You would have thought a lesson had been learned by the way Vietnam veterans had been treated but already veterans from Iraq are ending up in shelters and we have seen the shameful way veterans in medical facilities like Walter Reed have been treated. “While an estimated 500,000 veterans were homeless at some time during 2004, the VA had the resources to tend to only 100,000 of them,” reported The Christian Science Monitor in a 2005 article chronicling the increase of veterans from Iraq seeking emergency shelter.

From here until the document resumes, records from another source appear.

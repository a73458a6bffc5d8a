use statrs::statistics::Statistics;

use crate::models::result::{EquityPoint, TradeSummary};
use crate::models::trade::EnrichedTrade;

/// Trades in close-time order. Ties keep their input order.
pub fn chronological(trades: &[EnrichedTrade]) -> Vec<&EnrichedTrade> {
    let mut sorted: Vec<&EnrichedTrade> = trades.iter().collect();
    sorted.sort_by_key(|t| t.trade.close_time);
    sorted
}

/// Cumulative profit, its running maximum and the drawdown from it.
pub fn equity_curve(trades: &[EnrichedTrade]) -> Vec<EquityPoint> {
    let mut cumulative = 0.0f64;
    let mut peak = f64::NEG_INFINITY;

    chronological(trades)
        .into_iter()
        .map(|t| {
            cumulative += t.trade.profit_usd;
            peak = peak.max(cumulative);
            EquityPoint {
                close_time: t.trade.close_time,
                profit_usd: t.trade.profit_usd,
                cumulative_profit: cumulative,
                running_max: peak,
                drawdown: cumulative - peak,
            }
        })
        .collect()
}

/// Deepest drawdown on the curve; `0.0` for an empty curve.
pub fn max_drawdown(curve: &[EquityPoint]) -> f64 {
    curve.iter().map(|p| p.drawdown).fold(0.0f64, f64::min)
}

/// `|sum of wins| / |sum of losses|`, or `0.0` when nothing was lost.
pub fn profit_factor(trades: &[EnrichedTrade]) -> f64 {
    let gross_profit: f64 = trades.iter().filter(|t| t.is_win()).map(|t| t.trade.profit_usd).sum();
    let gross_loss: f64 = trades.iter().filter(|t| !t.is_win()).map(|t| t.trade.profit_usd).sum();
    if gross_loss == 0.0 {
        return 0.0;
    }
    gross_profit.abs() / gross_loss.abs()
}

/// Calculate all journal-level metrics.
pub fn calculate_summary(trades: &[EnrichedTrade]) -> TradeSummary {
    let total_trades = trades.len();

    if total_trades == 0 {
        return empty_summary();
    }

    // ── Trade classification ──
    let winning: Vec<f64> = trades
        .iter()
        .filter(|t| t.is_win())
        .map(|t| t.trade.profit_usd)
        .collect();
    let losing: Vec<f64> = trades
        .iter()
        .filter(|t| !t.is_win())
        .map(|t| t.trade.profit_usd)
        .collect();

    let winning_trades = winning.len();
    let losing_trades = losing.len();
    let win_rate_pct = winning_trades as f64 / total_trades as f64 * 100.0;

    // ── P&L ──
    let profits: Vec<f64> = trades.iter().map(|t| t.trade.profit_usd).collect();
    let total_profit: f64 = profits.iter().sum();
    let gross_profit: f64 = winning.iter().sum();
    let gross_loss: f64 = losing.iter().map(|p| p.abs()).sum();
    let avg_profit = profits.iter().mean();
    let avg_win = (!winning.is_empty()).then(|| winning.iter().mean());
    let avg_loss = (!losing.is_empty()).then(|| losing.iter().mean());
    let best_trade = profits.iter().copied().fold(f64::NEG_INFINITY, f64::max);
    let worst_trade = profits.iter().copied().fold(f64::INFINITY, f64::min);
    // Sample deviation is undefined for a single trade.
    let profit_std_dev = if total_trades > 1 {
        profits.iter().std_dev()
    } else {
        0.0
    };

    // ── Drawdown ──
    let curve = equity_curve(trades);

    // ── Costs & time ──
    let total_commission: f64 = trades.iter().map(|t| t.trade.commission).sum();
    let total_fees: f64 = trades.iter().map(|t| t.trade.fees).sum();
    let avg_duration_hours = trades.iter().map(|t| t.duration_hours).mean();

    TradeSummary {
        total_trades,
        winning_trades,
        losing_trades,
        win_rate_pct,
        total_profit,
        gross_profit,
        gross_loss,
        avg_profit,
        avg_win,
        avg_loss,
        best_trade,
        worst_trade,
        profit_std_dev,
        profit_factor: profit_factor(trades),
        max_drawdown: max_drawdown(&curve),
        total_commission,
        total_fees,
        avg_duration_hours,
    }
}

/// Return default metrics for zero-trade case.
fn empty_summary() -> TradeSummary {
    TradeSummary {
        total_trades: 0,
        winning_trades: 0,
        losing_trades: 0,
        win_rate_pct: 0.0,
        total_profit: 0.0,
        gross_profit: 0.0,
        gross_loss: 0.0,
        avg_profit: 0.0,
        avg_win: None,
        avg_loss: None,
        best_trade: 0.0,
        worst_trade: 0.0,
        profit_std_dev: 0.0,
        profit_factor: 0.0,
        max_drawdown: 0.0,
        total_commission: 0.0,
        total_fees: 0.0,
        avg_duration_hours: 0.0,
    }
}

The General Assembly of the National Council of Churches adopted a statement last year that read it part:
We urge our government to give meaningful support to U.S. troops. This meaningful support includes: bringing active and reserve forces home from this war; providing soldiers still in harm's way with adequate armor to protect them from gunfire and explosive devices; giving earned benefits to veterans, especially injured veterans, of this war in which they have valiantly served; and honoring the sacrifice made by those who have died in this war by making adequate provision for surviving family members and creating a withdrawal plan that brings such sacrifices to an end.
War is contrary to the will of God and we are called to be peacemakers. We are also called to be a compassionate people concerned with the “least of these” in society. I urge all Portlanders to do everything in our power to avoid the mistakes of the Vietnam era and to welcome home our veterans with open arms.